Mitbewerber Sony kontert mit der am 29. Juli erscheinenden „Remastered“-Version des Playstation-3-Hits „The Last of Us“. Außerdem feiert LucasArts‚ Adventure „Grim Fandango“ ein Comeback, ebenso das Hüpfspiel „Ratchet & Clank“. Square Enix bringt „Kingdom Hearts 2.5 HD ReMix“ auf den Markt.

Trend 6: Kleine Geschenke erhalten die Freundschaft

Trend 6 - Geschenke

Immer mehr Spiele-Publisher nehmen sich diese Binsenweisheit zu Herzen, um Kunden an sich zu binden.
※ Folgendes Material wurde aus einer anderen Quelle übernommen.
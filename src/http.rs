//! `/metrics` endpoint.
//!
//! Exposes the chatd registry from [`crate::metrics`] in the Prometheus text
//! format: open and registered sessions, per-command counts, latency and
//! errors, and lines sent or dropped on outbound queues. Nothing else is
//! served. The endpoint is off unless `server.metrics_port` is set.

use axum::{Router, routing::get};
use std::net::{Ipv4Addr, SocketAddr};
use tokio::net::TcpListener;
use tracing::{error, info};

fn router() -> Router {
    Router::new().route("/metrics", get(|| async { crate::metrics::gather_metrics() }))
}

/// Serve `/metrics` on `0.0.0.0:port` until the process exits.
///
/// A bind failure is logged and ends this task only; chat traffic is
/// unaffected.
pub async fn run_http_server(port: u16) {
    let addr = SocketAddr::from((Ipv4Addr::UNSPECIFIED, port));

    let listener = match TcpListener::bind(addr).await {
        Ok(listener) => listener,
        Err(e) => {
            error!(%addr, error = %e, "Metrics endpoint unavailable");
            return;
        }
    };
    info!(%addr, "Serving /metrics");

    if let Err(e) = axum::serve(listener, router()).await {
        error!(error = %e, "Metrics endpoint stopped");
    }
}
Besonders hartnäckig versucht dies derzeit Sony umzusetzen. Immer mehr Playstation-Neuveröffentlichungen liegt digitaler Download-Schnickschnack bei, den es so auf anderen Systemen nicht oder nur sehr viel später gibt. Besondere Figuren, zusätzliche Levels, weitere Spielmodi: Die Sony-Strategie ist aggressiv, scheint aber Früchte zu tragen – sonst würde man die Schiene nicht so konstant fahren.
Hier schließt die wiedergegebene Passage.